**Dataset:**
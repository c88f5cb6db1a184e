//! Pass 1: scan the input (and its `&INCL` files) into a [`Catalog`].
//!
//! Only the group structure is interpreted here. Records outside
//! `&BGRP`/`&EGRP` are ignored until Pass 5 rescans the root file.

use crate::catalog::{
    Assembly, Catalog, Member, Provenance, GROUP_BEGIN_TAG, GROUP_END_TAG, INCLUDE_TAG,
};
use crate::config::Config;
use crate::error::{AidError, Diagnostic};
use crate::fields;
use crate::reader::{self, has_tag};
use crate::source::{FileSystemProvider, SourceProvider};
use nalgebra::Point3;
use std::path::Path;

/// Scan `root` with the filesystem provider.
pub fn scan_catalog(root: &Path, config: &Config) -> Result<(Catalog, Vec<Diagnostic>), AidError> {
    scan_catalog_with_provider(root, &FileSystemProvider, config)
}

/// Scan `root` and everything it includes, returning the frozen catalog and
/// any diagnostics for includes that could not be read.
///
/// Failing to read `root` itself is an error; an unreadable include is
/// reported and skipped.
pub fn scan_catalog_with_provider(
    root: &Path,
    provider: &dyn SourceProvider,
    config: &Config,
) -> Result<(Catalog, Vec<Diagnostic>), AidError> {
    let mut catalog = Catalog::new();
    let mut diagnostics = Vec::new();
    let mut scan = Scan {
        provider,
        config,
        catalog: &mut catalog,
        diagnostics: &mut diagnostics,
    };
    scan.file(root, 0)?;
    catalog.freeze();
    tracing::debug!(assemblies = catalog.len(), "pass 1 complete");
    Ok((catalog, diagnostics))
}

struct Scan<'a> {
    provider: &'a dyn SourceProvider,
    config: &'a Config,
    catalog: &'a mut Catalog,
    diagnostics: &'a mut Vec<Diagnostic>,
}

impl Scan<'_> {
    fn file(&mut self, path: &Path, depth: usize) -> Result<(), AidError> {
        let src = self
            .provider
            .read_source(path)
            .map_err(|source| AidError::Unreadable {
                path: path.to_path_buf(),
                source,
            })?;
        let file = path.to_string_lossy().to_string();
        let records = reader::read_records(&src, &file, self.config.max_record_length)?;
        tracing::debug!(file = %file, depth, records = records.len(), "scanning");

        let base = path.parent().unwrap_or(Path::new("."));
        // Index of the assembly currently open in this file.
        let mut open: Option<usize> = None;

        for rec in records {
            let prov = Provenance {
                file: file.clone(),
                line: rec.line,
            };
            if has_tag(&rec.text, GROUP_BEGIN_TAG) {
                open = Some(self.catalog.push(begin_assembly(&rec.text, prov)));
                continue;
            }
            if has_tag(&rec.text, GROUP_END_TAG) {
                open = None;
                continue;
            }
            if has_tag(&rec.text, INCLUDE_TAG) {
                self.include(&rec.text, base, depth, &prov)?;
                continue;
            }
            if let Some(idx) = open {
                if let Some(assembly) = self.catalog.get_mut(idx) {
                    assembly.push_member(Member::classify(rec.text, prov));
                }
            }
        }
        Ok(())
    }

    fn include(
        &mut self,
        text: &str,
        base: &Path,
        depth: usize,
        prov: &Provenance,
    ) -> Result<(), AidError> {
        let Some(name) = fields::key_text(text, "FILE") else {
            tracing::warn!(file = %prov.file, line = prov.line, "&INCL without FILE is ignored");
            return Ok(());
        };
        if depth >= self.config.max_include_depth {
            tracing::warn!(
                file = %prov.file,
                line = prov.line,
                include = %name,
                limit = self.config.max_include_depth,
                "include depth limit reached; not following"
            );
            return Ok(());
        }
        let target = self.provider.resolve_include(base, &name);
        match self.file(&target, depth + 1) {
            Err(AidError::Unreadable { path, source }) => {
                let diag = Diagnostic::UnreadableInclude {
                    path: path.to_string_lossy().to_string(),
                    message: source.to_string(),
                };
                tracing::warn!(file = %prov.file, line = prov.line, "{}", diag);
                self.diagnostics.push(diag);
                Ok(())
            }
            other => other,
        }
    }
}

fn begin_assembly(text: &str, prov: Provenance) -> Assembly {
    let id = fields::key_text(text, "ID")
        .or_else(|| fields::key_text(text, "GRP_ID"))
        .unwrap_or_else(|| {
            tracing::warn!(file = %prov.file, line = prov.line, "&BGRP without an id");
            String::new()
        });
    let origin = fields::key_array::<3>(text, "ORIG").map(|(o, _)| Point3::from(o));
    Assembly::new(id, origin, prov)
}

--

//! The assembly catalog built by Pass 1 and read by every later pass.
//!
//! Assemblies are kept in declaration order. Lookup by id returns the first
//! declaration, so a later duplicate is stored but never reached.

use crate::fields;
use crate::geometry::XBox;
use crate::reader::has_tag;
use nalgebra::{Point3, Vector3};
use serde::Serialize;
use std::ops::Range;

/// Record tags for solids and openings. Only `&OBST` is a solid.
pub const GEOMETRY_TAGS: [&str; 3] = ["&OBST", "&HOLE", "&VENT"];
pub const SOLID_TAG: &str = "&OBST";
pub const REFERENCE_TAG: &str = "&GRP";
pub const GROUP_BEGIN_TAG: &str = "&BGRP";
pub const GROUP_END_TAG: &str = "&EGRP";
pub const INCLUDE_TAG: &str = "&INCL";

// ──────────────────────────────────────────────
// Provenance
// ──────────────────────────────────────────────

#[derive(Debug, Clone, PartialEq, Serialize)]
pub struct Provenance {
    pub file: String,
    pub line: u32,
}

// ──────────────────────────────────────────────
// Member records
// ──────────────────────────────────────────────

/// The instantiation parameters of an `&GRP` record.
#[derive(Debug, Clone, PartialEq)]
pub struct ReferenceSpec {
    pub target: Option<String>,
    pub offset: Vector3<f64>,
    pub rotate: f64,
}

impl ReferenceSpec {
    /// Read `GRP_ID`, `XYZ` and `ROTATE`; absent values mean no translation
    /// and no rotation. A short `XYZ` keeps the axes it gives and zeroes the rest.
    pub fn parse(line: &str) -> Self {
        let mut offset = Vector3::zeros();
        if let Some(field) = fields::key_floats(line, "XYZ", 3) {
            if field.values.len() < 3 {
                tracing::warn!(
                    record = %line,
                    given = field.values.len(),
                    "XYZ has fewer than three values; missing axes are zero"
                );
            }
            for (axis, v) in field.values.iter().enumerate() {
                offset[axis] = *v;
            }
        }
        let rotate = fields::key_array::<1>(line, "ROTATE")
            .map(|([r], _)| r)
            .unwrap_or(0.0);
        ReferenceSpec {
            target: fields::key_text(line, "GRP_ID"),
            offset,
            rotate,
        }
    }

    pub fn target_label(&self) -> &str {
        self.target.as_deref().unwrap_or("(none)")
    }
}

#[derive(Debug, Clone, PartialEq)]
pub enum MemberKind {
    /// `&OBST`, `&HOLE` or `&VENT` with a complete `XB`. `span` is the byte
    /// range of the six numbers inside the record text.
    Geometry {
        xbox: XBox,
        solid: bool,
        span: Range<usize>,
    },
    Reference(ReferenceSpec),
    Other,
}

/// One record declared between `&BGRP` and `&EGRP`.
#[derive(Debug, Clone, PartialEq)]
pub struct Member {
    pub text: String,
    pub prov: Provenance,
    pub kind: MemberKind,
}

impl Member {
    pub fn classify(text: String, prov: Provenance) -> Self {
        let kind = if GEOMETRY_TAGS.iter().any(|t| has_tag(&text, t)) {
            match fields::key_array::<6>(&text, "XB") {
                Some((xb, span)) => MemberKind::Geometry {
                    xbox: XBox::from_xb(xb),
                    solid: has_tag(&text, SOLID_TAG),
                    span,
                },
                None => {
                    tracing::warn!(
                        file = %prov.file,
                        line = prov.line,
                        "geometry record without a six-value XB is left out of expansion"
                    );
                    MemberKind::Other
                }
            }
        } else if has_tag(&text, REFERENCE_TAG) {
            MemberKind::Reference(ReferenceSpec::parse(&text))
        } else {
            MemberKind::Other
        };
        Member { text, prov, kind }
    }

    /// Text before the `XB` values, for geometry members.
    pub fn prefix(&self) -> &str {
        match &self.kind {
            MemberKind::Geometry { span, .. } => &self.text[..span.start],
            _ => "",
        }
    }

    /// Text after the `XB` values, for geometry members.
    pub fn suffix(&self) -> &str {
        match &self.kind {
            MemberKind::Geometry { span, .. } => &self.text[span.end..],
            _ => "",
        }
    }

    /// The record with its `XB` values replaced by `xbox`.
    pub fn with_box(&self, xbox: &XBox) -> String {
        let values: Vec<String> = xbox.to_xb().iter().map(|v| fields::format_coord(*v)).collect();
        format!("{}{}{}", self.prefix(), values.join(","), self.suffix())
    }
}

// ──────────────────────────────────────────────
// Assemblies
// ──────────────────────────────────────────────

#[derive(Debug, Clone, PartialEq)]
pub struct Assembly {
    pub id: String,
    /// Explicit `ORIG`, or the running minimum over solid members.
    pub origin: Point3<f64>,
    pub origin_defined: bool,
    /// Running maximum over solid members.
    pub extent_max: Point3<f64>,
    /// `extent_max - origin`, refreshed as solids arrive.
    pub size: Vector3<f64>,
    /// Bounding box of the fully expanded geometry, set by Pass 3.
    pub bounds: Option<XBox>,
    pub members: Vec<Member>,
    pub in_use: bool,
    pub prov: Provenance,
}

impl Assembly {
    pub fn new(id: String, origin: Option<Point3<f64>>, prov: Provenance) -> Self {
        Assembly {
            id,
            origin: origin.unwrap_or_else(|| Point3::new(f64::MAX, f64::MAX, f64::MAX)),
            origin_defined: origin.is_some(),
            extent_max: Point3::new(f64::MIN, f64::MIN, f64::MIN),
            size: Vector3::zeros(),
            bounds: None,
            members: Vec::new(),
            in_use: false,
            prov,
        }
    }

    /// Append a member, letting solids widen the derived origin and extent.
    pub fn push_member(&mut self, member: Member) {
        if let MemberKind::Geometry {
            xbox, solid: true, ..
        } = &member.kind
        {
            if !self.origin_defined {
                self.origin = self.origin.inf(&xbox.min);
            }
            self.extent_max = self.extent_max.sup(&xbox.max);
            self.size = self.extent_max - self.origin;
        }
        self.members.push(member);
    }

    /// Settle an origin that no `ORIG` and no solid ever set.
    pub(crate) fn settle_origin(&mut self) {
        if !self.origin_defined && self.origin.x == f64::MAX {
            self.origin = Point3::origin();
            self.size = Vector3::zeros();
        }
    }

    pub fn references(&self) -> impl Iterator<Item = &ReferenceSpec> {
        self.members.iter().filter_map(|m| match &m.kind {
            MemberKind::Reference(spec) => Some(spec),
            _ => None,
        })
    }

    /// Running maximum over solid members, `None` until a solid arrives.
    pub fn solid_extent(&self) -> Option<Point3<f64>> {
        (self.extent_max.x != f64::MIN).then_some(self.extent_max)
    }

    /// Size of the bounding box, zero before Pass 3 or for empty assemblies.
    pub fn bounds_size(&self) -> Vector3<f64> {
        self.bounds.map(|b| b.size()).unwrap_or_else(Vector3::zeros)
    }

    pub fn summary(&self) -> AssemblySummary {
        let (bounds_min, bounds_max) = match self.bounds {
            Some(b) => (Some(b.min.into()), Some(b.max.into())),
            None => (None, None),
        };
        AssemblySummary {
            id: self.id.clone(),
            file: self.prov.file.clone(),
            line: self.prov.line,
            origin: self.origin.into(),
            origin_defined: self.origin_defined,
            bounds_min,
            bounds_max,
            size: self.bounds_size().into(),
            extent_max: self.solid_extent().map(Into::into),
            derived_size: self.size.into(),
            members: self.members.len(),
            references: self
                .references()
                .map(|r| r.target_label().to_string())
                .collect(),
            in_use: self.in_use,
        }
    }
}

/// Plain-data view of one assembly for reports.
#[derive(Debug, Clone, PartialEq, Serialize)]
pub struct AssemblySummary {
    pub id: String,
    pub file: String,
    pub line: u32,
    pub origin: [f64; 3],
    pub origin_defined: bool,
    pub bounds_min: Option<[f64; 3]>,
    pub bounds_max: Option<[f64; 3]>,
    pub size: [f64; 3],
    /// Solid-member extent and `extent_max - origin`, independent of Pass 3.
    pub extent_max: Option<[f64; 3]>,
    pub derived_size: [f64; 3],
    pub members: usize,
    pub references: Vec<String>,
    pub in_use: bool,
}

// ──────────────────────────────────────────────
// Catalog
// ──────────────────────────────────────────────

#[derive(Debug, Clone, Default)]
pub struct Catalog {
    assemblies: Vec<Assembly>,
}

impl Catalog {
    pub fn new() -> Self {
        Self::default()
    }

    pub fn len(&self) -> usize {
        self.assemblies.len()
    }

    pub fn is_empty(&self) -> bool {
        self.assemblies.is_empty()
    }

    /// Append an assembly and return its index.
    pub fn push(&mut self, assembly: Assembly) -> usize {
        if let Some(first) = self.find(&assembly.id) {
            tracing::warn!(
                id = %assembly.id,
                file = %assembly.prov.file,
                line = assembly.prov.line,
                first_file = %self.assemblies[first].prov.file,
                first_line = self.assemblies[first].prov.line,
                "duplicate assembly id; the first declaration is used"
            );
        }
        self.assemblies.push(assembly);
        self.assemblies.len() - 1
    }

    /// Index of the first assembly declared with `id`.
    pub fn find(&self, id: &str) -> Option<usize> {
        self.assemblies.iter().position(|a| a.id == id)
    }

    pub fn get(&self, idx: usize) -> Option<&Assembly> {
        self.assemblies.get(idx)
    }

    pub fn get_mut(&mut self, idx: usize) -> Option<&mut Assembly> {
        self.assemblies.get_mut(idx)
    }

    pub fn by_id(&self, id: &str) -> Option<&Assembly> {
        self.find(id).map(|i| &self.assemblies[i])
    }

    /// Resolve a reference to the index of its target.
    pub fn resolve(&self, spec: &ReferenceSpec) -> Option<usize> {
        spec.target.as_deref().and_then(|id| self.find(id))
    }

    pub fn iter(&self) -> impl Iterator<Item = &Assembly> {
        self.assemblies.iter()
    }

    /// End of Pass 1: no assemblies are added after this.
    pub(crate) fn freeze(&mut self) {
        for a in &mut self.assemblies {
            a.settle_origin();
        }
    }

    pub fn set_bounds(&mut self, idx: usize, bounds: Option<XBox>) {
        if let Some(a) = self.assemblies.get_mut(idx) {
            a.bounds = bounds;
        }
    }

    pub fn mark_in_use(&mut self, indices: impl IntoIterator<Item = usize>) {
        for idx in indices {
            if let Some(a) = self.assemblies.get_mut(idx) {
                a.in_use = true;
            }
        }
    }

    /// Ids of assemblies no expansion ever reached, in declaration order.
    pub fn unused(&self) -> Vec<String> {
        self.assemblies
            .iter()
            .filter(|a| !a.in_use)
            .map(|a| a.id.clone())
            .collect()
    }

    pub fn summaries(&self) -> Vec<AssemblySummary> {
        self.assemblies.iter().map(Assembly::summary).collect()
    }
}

**Prompt:** Reproduce only the lines above, starting at the line with "pub fn find(&self, id: &str)" and ending at the line with "a.settle_origin();", exactly as written.

**Your solution:**
    pub fn find(&self, id: &str) -> Option<usize> {
        self.assemblies.iter().position(|a| a.id == id)
    }

    pub fn get(&self, idx: usize) -> Option<&Assembly> {
        self.assemblies.get(idx)
    }

    pub fn get_mut(&mut self, idx: usize) -> Option<&mut Assembly> {
        self.assemblies.get_mut(idx)
    }

    pub fn by_id(&self, id: &str) -> Option<&Assembly> {
        self.find(id).map(|i| &self.assemblies[i])
    }

    /// Resolve a reference to the index of its target.
    pub fn resolve(&self, spec: &ReferenceSpec) -> Option<usize> {
        spec.target.as_deref().and_then(|id| self.find(id))
    }

    pub fn iter(&self) -> impl Iterator<Item = &Assembly> {
        self.assemblies.iter()
    }

    /// End of Pass 1: no assemblies are added after this.
    pub(crate) fn freeze(&mut self) {
        for a in &mut self.assemblies {
            a.settle_origin();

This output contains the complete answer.